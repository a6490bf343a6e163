//! RTSP camera source backed by GStreamer.
//!
//! UniFi Protect publishes an `rtsps://` stream per camera channel once RTSP
//! is enabled for it in the Protect UI. The pipeline decodes to packed RGB and
//! keeps only the newest sample, so a slow consumer skips frames instead of
//! building latency.

use anyhow::{anyhow, Context, Result};
use std::time::Duration;

use gstreamer::prelude::*;

use super::{frame_interval, FrameSource, SourceStats};
use crate::frame::Frame;

pub struct RtspSource {
    url: String,
    capture_fps: u32,
    pipeline: gstreamer::Pipeline,
    appsink: gstreamer_app::AppSink,
    frame_count: u64,
    last_error: Option<String>,
}

/// Decode chain. The camera URL is set on `src` as a property, never spliced
/// into the description, so credentials may contain launch-syntax characters.
const PIPELINE_DESCRIPTION: &str = "rtspsrc name=src latency=0 ! decodebin ! videoconvert ! \
     video/x-raw,format=RGB ! appsink name=appsink sync=false max-buffers=1 drop=true";

impl RtspSource {
    /// Build the decode pipeline: rtspsrc ! decodebin ! videoconvert ! appsink (RGB).
    pub fn new(url: &str, capture_fps: u32) -> Result<Self> {
        gstreamer::init().context("initialize gstreamer")?;

        let pipeline = gstreamer::parse::launch(PIPELINE_DESCRIPTION)
            .context("build RTSP pipeline")?
            .downcast::<gstreamer::Pipeline>()
            .map_err(|_| anyhow!("RTSP pipeline is not a Pipeline"))?;

        pipeline
            .by_name("src")
            .context("rtspsrc element missing from pipeline")?
            .set_property("location", url);

        let appsink = pipeline
            .by_name("appsink")
            .context("appsink element missing from pipeline")?
            .downcast::<gstreamer_app::AppSink>()
            .map_err(|_| anyhow!("appsink element has unexpected type"))?;

        let caps = gstreamer::Caps::builder("video/x-raw")
            .field("format", "RGB")
            .build();
        appsink.set_caps(Some(&caps));
        appsink.set_max_buffers(1);
        appsink.set_drop(true);
        appsink.set_sync(false);

        Ok(Self {
            url: url.to_string(),
            capture_fps,
            pipeline,
            appsink,
            frame_count: 0,
            last_error: None,
        })
    }

    fn frame_timeout(&self) -> gstreamer::ClockTime {
        let base = frame_interval(self.capture_fps).saturating_mul(4);
        let timeout = base.max(Duration::from_millis(500));
        gstreamer::ClockTime::from_mseconds(timeout.as_millis() as u64)
    }

    fn poll_bus(&mut self) {
        let Some(bus) = self.pipeline.bus() else {
            return;
        };
        while let Some(message) = bus.pop() {
            use gstreamer::MessageView;
            match message.view() {
                MessageView::Error(err) => {
                    self.last_error = Some(format!(
                        "gstreamer error from {:?}: {}",
                        err.src().map(|s| s.path_string()),
                        err.error()
                    ));
                }
                MessageView::Eos(..) => {
                    self.last_error = Some("gstreamer reached EOS".to_string());
                }
                _ => {}
            }
        }
    }
}

impl FrameSource for RtspSource {
    fn connect(&mut self) -> Result<()> {
        self.pipeline
            .set_state(gstreamer::State::Playing)
            .context("set RTSP pipeline to Playing")?;
        log::info!("rtsp source connected: {}", self.url);
        Ok(())
    }

    fn next_frame(&mut self) -> Result<Option<Frame>> {
        self.poll_bus();

        let Some(sample) = self.appsink.try_pull_sample(self.frame_timeout()) else {
            if self.appsink.is_eos() {
                return Ok(None);
            }
            return Err(anyhow!(
                "RTSP stream stalled{}",
                self.last_error
                    .as_deref()
                    .map(|e| format!(": {}", e))
                    .unwrap_or_default()
            ));
        };

        let frame = sample_to_frame(&sample)?;
        self.frame_count += 1;
        Ok(Some(frame))
    }

    fn stats(&self) -> SourceStats {
        SourceStats {
            frames_captured: self.frame_count,
            source: self.url.clone(),
        }
    }
}

impl Drop for RtspSource {
    fn drop(&mut self) {
        if let Err(err) = self.pipeline.set_state(gstreamer::State::Null) {
            log::warn!("failed to stop RTSP pipeline for {}: {}", self.url, err);
        }
    }
}

fn sample_to_frame(sample: &gstreamer::Sample) -> Result<Frame> {
    let buffer = sample.buffer().context("RTSP sample missing buffer")?;
    let caps = sample.caps().context("RTSP sample missing caps")?;
    let info =
        gstreamer_video::VideoInfo::from_caps(caps).context("parse RTSP caps as video info")?;

    let width = info.width();
    let height = info.height();
    let row_bytes = (width as usize) * 3;
    let stride = info.stride()[0] as usize;

    let map = buffer.map_readable().context("map RTSP buffer")?;
    let data = map.as_slice();

    let pixels = if stride == row_bytes {
        data.get(..row_bytes * height as usize)
            .context("RTSP buffer shorter than frame")?
            .to_vec()
    } else {
        let mut pixels = Vec::with_capacity(row_bytes * height as usize);
        for row in 0..height as usize {
            let start = row * stride;
            pixels.extend_from_slice(
                data.get(start..start + row_bytes)
                    .context("RTSP buffer row is out of bounds")?,
            );
        }
        pixels
    };

    Frame::from_rgb(width, height, pixels)
}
#####
[WHAT YOU WILL DO] Set down the entries again exactly as they are.

[WRITTEN REPLY]
repository a6490bf343a6e163
//! RTSP camera source backed by GStreamer.
//!
//! UniFi Protect publishes an `rtsps://` stream per camera channel once RTSP
//! is enabled for it in the Protect UI. The pipeline decodes to packed RGB and
//! keeps only the newest sample, so a slow consumer skips frames instead of
//! building latency.

use anyhow::{anyhow, Context, Result};
use std::time::Duration;

use gstreamer::prelude::*;

use super::{frame_interval, FrameSource, SourceStats};
use crate::frame::Frame;

pub struct RtspSource {
    url: String,
    capture_fps: u32,
    pipeline: gstreamer::Pipeline,
    appsink: gstreamer_app::AppSink,
    frame_count: u64,
    last_error: Option<String>,
}

/// Decode chain. The camera URL is set on `src` as a property, never spliced
/// into the description, so credentials may contain launch-syntax characters.
const PIPELINE_DESCRIPTION: &str = "rtspsrc name=src latency=0 ! decodebin ! videoconvert ! \
     video/x-raw,format=RGB ! appsink name=appsink sync=false max-buffers=1 drop=true";

impl RtspSource {
    /// Build the decode pipeline: rtspsrc ! decodebin ! videoconvert ! appsink (RGB).
    pub fn new(url: &str, capture_fps: u32) -> Result<Self> {
        gstreamer::init().context("initialize gstreamer")?;

        let pipeline = gstreamer::parse::launch(PIPELINE_DESCRIPTION)
            .context("build RTSP pipeline")?
            .downcast::<gstreamer::Pipeline>()
            .map_err(|_| anyhow!("RTSP pipeline is not a Pipeline"))?;

        pipeline
            .by_name("src")
            .context("rtspsrc element missing from pipeline")?
            .set_property("location", url);

        let appsink = pipeline
            .by_name("appsink")
            .context("appsink element missing from pipeline")?
            .downcast::<gstreamer_app::AppSink>()
            .map_err(|_| anyhow!("appsink element has unexpected type"))?;

        let caps = gstreamer::Caps::builder("video/x-raw")
            .field("format", "RGB")
            .build();
        appsink.set_caps(Some(&caps));
        appsink.set_max_buffers(1);
        appsink.set_drop(true);
        appsink.set_sync(false);

        Ok(Self {
            url: url.to_string(),
            capture_fps,
            pipeline,
            appsink,
            frame_count: 0,
            last_error: None,
        })
    }

    fn frame_timeout(&self) -> gstreamer::ClockTime {
        let base = frame_interval(self.capture_fps).saturating_mul(4);
        let timeout = base.max(Duration::from_millis(500));
        gstreamer::ClockTime::from_mseconds(timeout.as_millis() as u64)
    }

    fn poll_bus(&mut self) {
        let Some(bus) = self.pipeline.bus() else {
            return;
        };
        while let Some(message) = bus.pop() {
            use gstreamer::MessageView;
            match message.view() {
                MessageView::Error(err) => {
                    self.last_error = Some(format!(
                        "gstreamer error from {:?}: {}",
                        err.src().map(|s| s.path_string()),
                        err.error()
                    ));
                }
                MessageView::Eos(..) => {
                    self.last_error = Some("gstreamer reached EOS".to_string());
                }
                _ => {}
            }
        }
    }
}

impl FrameSource for RtspSource {
    fn connect(&mut self) -> Result<()> {
        self.pipeline
            .set_state(gstreamer::State::Playing)
            .context("set RTSP pipeline to Playing")?;
        log::info!("rtsp source connected: {}", self.url);
        Ok(())
    }

    fn next_frame(&mut self) -> Result<Option<Frame>> {
        self.poll_bus();

        let Some(sample) = self.appsink.try_pull_sample(self.frame_timeout()) else {
            if self.appsink.is_eos() {
                return Ok(None);
            }
            return Err(anyhow!(
                "RTSP stream stalled{}",
                self.last_error
                    .as_deref()
                    .map(|e| format!(": {}", e))
                    .unwrap_or_default()
            ));
        };

        let frame = sample_to_frame(&sample)?;
        self.frame_count += 1;
        Ok(Some(frame))
    }

    fn stats(&self) -> SourceStats {
        SourceStats {
            frames_captured: self.frame_count,
            source: self.url.clone(),
        }
    }
}

impl Drop for RtspSource {
    fn drop(&mut self) {
        if let Err(err) = self.pipeline.set_state(gstreamer::State::Null) {
            log::warn!("failed to stop RTSP pipeline for {}: {}", self.url, err);
        }
    }
}

fn sample_to_frame(sample: &gstreamer::Sample) -> Result<Frame> {
    let buffer = sample.buffer().context("RTSP sample missing buffer")?;
    let caps = sample.caps().context("RTSP sample missing caps")?;
    let info =
        gstreamer_video::VideoInfo::from_caps(caps).context("parse RTSP caps as video info")?;

    let width = info.width();
    let height = info.height();
    let row_bytes = (width as usize) * 3;
    let stride = info.stride()[0] as usize;

    let map = buffer.map_readable().context("map RTSP buffer")?;
    let data = map.as_slice();

    let pixels = if stride == row_bytes {
        data.get(..row_bytes * height as usize)
            .context("RTSP buffer shorter than frame")?
            .to_vec()
    } else {
        let mut pixels = Vec::with_capacity(row_bytes * height as usize);
        for row in 0..height as usize {
            let start = row * stride;
            pixels.extend_from_slice(
                data.get(start..start + row_bytes)
                    .context("RTSP buffer row is out of bounds")?,
            );
        }
        pixels
    };

    Frame::from_rgb(width, height, pixels)
}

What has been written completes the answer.